(RECORD EXCERPTS Opens)

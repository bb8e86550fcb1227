//! Managed annotations
//!
//! Typed access to annotation instances. [`AnnotationView::get`] looks an
//! element up in this order: the explicit value on the instance, the default
//! declared by the annotation type (when the Environment can resolve it), the
//! caller's fallback, and finally the type's empty value. A literal of the
//! wrong kind is a [`Error::MetadataTypeMismatch`], never a silent coercion.
//!
//! Wrappers for specific annotation types implement [`ManagedAnnotation`];
//! see [`Deprecated`], [`SuppressWarnings`], [`Retention`] and [`Target`].

mod builtin;

pub use builtin::{Deprecated, Retention, RetentionPolicy, SuppressWarnings, Target};

use crate::decl::{MetaValue, RawAnnotation};
use crate::error::{Error, Result};
use crate::model::{Annotation, Environment};

/// Conversion from a metadata literal
pub trait FromMetaValue: Sized {
    /// Kind name reported on mismatch
    const KIND: &'static str;

    fn from_meta(value: &MetaValue) -> Option<Self>;

    /// Value returned when neither the instance, the declaration nor the
    /// caller supply one
    fn empty() -> Self;
}

impl FromMetaValue for bool {
    const KIND: &'static str = "bool";

    fn from_meta(value: &MetaValue) -> Option<Self> {
        match value {
            MetaValue::Bool(b) => Some(*b),
            _ => None,
        }
    }

    fn empty() -> Self {
        false
    }
}

impl FromMetaValue for i64 {
    const KIND: &'static str = "int";

    fn from_meta(value: &MetaValue) -> Option<Self> {
        match value {
            MetaValue::Int(i) => Some(*i),
            MetaValue::Char(c) => Some(*c as i64),
            _ => None,
        }
    }

    fn empty() -> Self {
        0
    }
}

impl FromMetaValue for i32 {
    const KIND: &'static str = "int";

    fn from_meta(value: &MetaValue) -> Option<Self> {
        i64::from_meta(value).and_then(|i| i32::try_from(i).ok())
    }

    fn empty() -> Self {
        0
    }
}

impl FromMetaValue for f64 {
    const KIND: &'static str = "float";

    fn from_meta(value: &MetaValue) -> Option<Self> {
        match value {
            MetaValue::Float(f) => Some(*f),
            MetaValue::Int(i) => Some(*i as f64),
            _ => None,
        }
    }

    fn empty() -> Self {
        0.0
    }
}

impl FromMetaValue for char {
    const KIND: &'static str = "char";

    fn from_meta(value: &MetaValue) -> Option<Self> {
        match value {
            MetaValue::Char(c) => Some(*c),
            _ => None,
        }
    }

    fn empty() -> Self {
        '\0'
    }
}

impl FromMetaValue for String {
    const KIND: &'static str = "string";

    fn from_meta(value: &MetaValue) -> Option<Self> {
        match value {
            MetaValue::String(s) => Some(s.clone()),
            _ => None,
        }
    }

    fn empty() -> Self {
        String::new()
    }
}

/// Value of a class literal element (`Foo.class`), as written
#[derive(Debug, Clone, Default, PartialEq, Eq)]
pub struct ClassName(pub String);

impl FromMetaValue for ClassName {
    const KIND: &'static str = "class";

    fn from_meta(value: &MetaValue) -> Option<Self> {
        match value {
            MetaValue::Class(syntax) => Some(ClassName(syntax.to_string())),
            _ => None,
        }
    }

    fn empty() -> Self {
        ClassName::default()
    }
}

/// Value of an enum constant element
#[derive(Debug, Clone, Default, PartialEq, Eq)]
pub struct EnumConstant {
    /// Enum type as written; empty for statically imported constants
    pub type_name: String,
    pub constant: String,
}

impl FromMetaValue for EnumConstant {
    const KIND: &'static str = "enum";

    fn from_meta(value: &MetaValue) -> Option<Self> {
        match value {
            MetaValue::Enum {
                type_name,
                constant,
            } => Some(EnumConstant {
                type_name: type_name.clone(),
                constant: constant.clone(),
            }),
            _ => None,
        }
    }

    fn empty() -> Self {
        EnumConstant::default()
    }
}

impl FromMetaValue for RawAnnotation {
    const KIND: &'static str = "annotation";

    fn from_meta(value: &MetaValue) -> Option<Self> {
        match value {
            MetaValue::Annotation(a) => Some((**a).clone()),
            _ => None,
        }
    }

    fn empty() -> Self {
        RawAnnotation {
            name: String::new(),
            elements: Default::default(),
        }
    }
}

/// Arrays; a single scalar counts as a one-element array
impl<T: FromMetaValue> FromMetaValue for Vec<T> {
    const KIND: &'static str = "array";

    fn from_meta(value: &MetaValue) -> Option<Self> {
        match value {
            MetaValue::Array(items) => items.iter().map(T::from_meta).collect(),
            scalar => T::from_meta(scalar).map(|item| vec![item]),
        }
    }

    fn empty() -> Self {
        Vec::new()
    }
}

/// Typed view over one annotation instance
#[derive(Debug, Clone, Copy)]
pub struct AnnotationView<'a> {
    annotation: &'a Annotation,
    env: Option<&'a Environment>,
}

impl<'a> AnnotationView<'a> {
    /// Without an Environment, declared defaults are not consulted
    pub fn new(annotation: &'a Annotation, env: Option<&'a Environment>) -> Self {
        Self { annotation, env }
    }

    pub fn annotation(&self) -> &'a Annotation {
        self.annotation
    }

    /// Explicitly given on the instance
    pub fn is_explicit(&self, name: &str) -> bool {
        self.annotation.elements.contains_key(name)
    }

    /// Default declared by the annotation type for `name`
    pub fn declared_default(&self, name: &str) -> Option<MetaValue> {
        let ty = self.env?.resolve(&self.annotation.type_name)?;
        ty.method(name)?.default_value.clone()
    }

    pub fn get<T: FromMetaValue>(&self, name: &str, fallback: Option<T>) -> Result<T> {
        if let Some(value) = self.annotation.element(name) {
            return self.convert(name, value);
        }
        if let Some(value) = self.declared_default(name) {
            return self.convert(name, &value);
        }
        Ok(fallback.unwrap_or_else(T::empty))
    }

    fn convert<T: FromMetaValue>(&self, name: &str, value: &MetaValue) -> Result<T> {
        T::from_meta(value).ok_or_else(|| Error::MetadataTypeMismatch {
            element: format!("@{}.{}", self.annotation.simple_name(), name),
            expected: T::KIND,
            found: value.kind_name(),
        })
    }
}

/// Typed wrapper for one annotation type
pub trait ManagedAnnotation<'a>: Sized {
    /// Qualified annotation type name
    const TYPE_NAME: &'static str;

    fn from_view(view: AnnotationView<'a>) -> Self;

    /// Wrap the first matching instance of `annotations`
    fn find(annotations: &'a [Annotation], env: Option<&'a Environment>) -> Option<Self> {
        annotations
            .iter()
            .find(|a| a.is(Self::TYPE_NAME))
            .map(|a| Self::from_view(AnnotationView::new(a, env)))
    }
}

impl Environment {
    /// Typed wrapper for the first instance of `A` among `annotations`
    pub fn annotation<'a, A: ManagedAnnotation<'a>>(&'a self, annotations: &'a [Annotation]) -> Option<A> {
        A::find(annotations, Some(self))
    }
}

(RECORD EXCERPTS Closes)

Go through the records above and copy each one exactly.

## FINISHED EXERCISE
repository bb8e86550fcb1227
//! Managed annotations
//!
//! Typed access to annotation instances. [`AnnotationView::get`] looks an
//! element up in this order: the explicit value on the instance, the default
//! declared by the annotation type (when the Environment can resolve it), the
//! caller's fallback, and finally the type's empty value. A literal of the
//! wrong kind is a [`Error::MetadataTypeMismatch`], never a silent coercion.
//!
//! Wrappers for specific annotation types implement [`ManagedAnnotation`];
//! see [`Deprecated`], [`SuppressWarnings`], [`Retention`] and [`Target`].

mod builtin;

pub use builtin::{Deprecated, Retention, RetentionPolicy, SuppressWarnings, Target};

use crate::decl::{MetaValue, RawAnnotation};
use crate::error::{Error, Result};
use crate::model::{Annotation, Environment};

/// Conversion from a metadata literal
pub trait FromMetaValue: Sized {
    /// Kind name reported on mismatch
    const KIND: &'static str;

    fn from_meta(value: &MetaValue) -> Option<Self>;

    /// Value returned when neither the instance, the declaration nor the
    /// caller supply one
    fn empty() -> Self;
}

impl FromMetaValue for bool {
    const KIND: &'static str = "bool";

    fn from_meta(value: &MetaValue) -> Option<Self> {
        match value {
            MetaValue::Bool(b) => Some(*b),
            _ => None,
        }
    }

    fn empty() -> Self {
        false
    }
}

impl FromMetaValue for i64 {
    const KIND: &'static str = "int";

    fn from_meta(value: &MetaValue) -> Option<Self> {
        match value {
            MetaValue::Int(i) => Some(*i),
            MetaValue::Char(c) => Some(*c as i64),
            _ => None,
        }
    }

    fn empty() -> Self {
        0
    }
}

impl FromMetaValue for i32 {
    const KIND: &'static str = "int";

    fn from_meta(value: &MetaValue) -> Option<Self> {
        i64::from_meta(value).and_then(|i| i32::try_from(i).ok())
    }

    fn empty() -> Self {
        0
    }
}

impl FromMetaValue for f64 {
    const KIND: &'static str = "float";

    fn from_meta(value: &MetaValue) -> Option<Self> {
        match value {
            MetaValue::Float(f) => Some(*f),
            MetaValue::Int(i) => Some(*i as f64),
            _ => None,
        }
    }

    fn empty() -> Self {
        0.0
    }
}

impl FromMetaValue for char {
    const KIND: &'static str = "char";

    fn from_meta(value: &MetaValue) -> Option<Self> {
        match value {
            MetaValue::Char(c) => Some(*c),
            _ => None,
        }
    }

    fn empty() -> Self {
        '\0'
    }
}

impl FromMetaValue for String {
    const KIND: &'static str = "string";

    fn from_meta(value: &MetaValue) -> Option<Self> {
        match value {
            MetaValue::String(s) => Some(s.clone()),
            _ => None,
        }
    }

    fn empty() -> Self {
        String::new()
    }
}

/// Value of a class literal element (`Foo.class`), as written
#[derive(Debug, Clone, Default, PartialEq, Eq)]
pub struct ClassName(pub String);

impl FromMetaValue for ClassName {
    const KIND: &'static str = "class";

    fn from_meta(value: &MetaValue) -> Option<Self> {
        match value {
            MetaValue::Class(syntax) => Some(ClassName(syntax.to_string())),
            _ => None,
        }
    }

    fn empty() -> Self {
        ClassName::default()
    }
}

/// Value of an enum constant element
#[derive(Debug, Clone, Default, PartialEq, Eq)]
pub struct EnumConstant {
    /// Enum type as written; empty for statically imported constants
    pub type_name: String,
    pub constant: String,
}

impl FromMetaValue for EnumConstant {
    const KIND: &'static str = "enum";

    fn from_meta(value: &MetaValue) -> Option<Self> {
        match value {
            MetaValue::Enum {
                type_name,
                constant,
            } => Some(EnumConstant {
                type_name: type_name.clone(),
                constant: constant.clone(),
            }),
            _ => None,
        }
    }

    fn empty() -> Self {
        EnumConstant::default()
    }
}

impl FromMetaValue for RawAnnotation {
    const KIND: &'static str = "annotation";

    fn from_meta(value: &MetaValue) -> Option<Self> {
        match value {
            MetaValue::Annotation(a) => Some((**a).clone()),
            _ => None,
        }
    }

    fn empty() -> Self {
        RawAnnotation {
            name: String::new(),
            elements: Default::default(),
        }
    }
}

/// Arrays; a single scalar counts as a one-element array
impl<T: FromMetaValue> FromMetaValue for Vec<T> {
    const KIND: &'static str = "array";

    fn from_meta(value: &MetaValue) -> Option<Self> {
        match value {
            MetaValue::Array(items) => items.iter().map(T::from_meta).collect(),
            scalar => T::from_meta(scalar).map(|item| vec![item]),
        }
    }

    fn empty() -> Self {
        Vec::new()
    }
}

/// Typed view over one annotation instance
#[derive(Debug, Clone, Copy)]
pub struct AnnotationView<'a> {
    annotation: &'a Annotation,
    env: Option<&'a Environment>,
}

impl<'a> AnnotationView<'a> {
    /// Without an Environment, declared defaults are not consulted
    pub fn new(annotation: &'a Annotation, env: Option<&'a Environment>) -> Self {
        Self { annotation, env }
    }

    pub fn annotation(&self) -> &'a Annotation {
        self.annotation
    }

    /// Explicitly given on the instance
    pub fn is_explicit(&self, name: &str) -> bool {
        self.annotation.elements.contains_key(name)
    }

    /// Default declared by the annotation type for `name`
    pub fn declared_default(&self, name: &str) -> Option<MetaValue> {
        let ty = self.env?.resolve(&self.annotation.type_name)?;
        ty.method(name)?.default_value.clone()
    }

    pub fn get<T: FromMetaValue>(&self, name: &str, fallback: Option<T>) -> Result<T> {
        if let Some(value) = self.annotation.element(name) {
            return self.convert(name, value);
        }
        if let Some(value) = self.declared_default(name) {
            return self.convert(name, &value);
        }
        Ok(fallback.unwrap_or_else(T::empty))
    }

    fn convert<T: FromMetaValue>(&self, name: &str, value: &MetaValue) -> Result<T> {
        T::from_meta(value).ok_or_else(|| Error::MetadataTypeMismatch {
            element: format!("@{}.{}", self.annotation.simple_name(), name),
            expected: T::KIND,
            found: value.kind_name(),
        })
    }
}

/// Typed wrapper for one annotation type
pub trait ManagedAnnotation<'a>: Sized {
    /// Qualified annotation type name
    const TYPE_NAME: &'static str;

    fn from_view(view: AnnotationView<'a>) -> Self;

    /// Wrap the first matching instance of `annotations`
    fn find(annotations: &'a [Annotation], env: Option<&'a Environment>) -> Option<Self> {
        annotations
            .iter()
            .find(|a| a.is(Self::TYPE_NAME))
            .map(|a| Self::from_view(AnnotationView::new(a, env)))
    }
}

impl Environment {
    /// Typed wrapper for the first instance of `A` among `annotations`
    pub fn annotation<'a, A: ManagedAnnotation<'a>>(&'a self, annotations: &'a [Annotation]) -> Option<A> {
        A::find(annotations, Some(self))
    }
}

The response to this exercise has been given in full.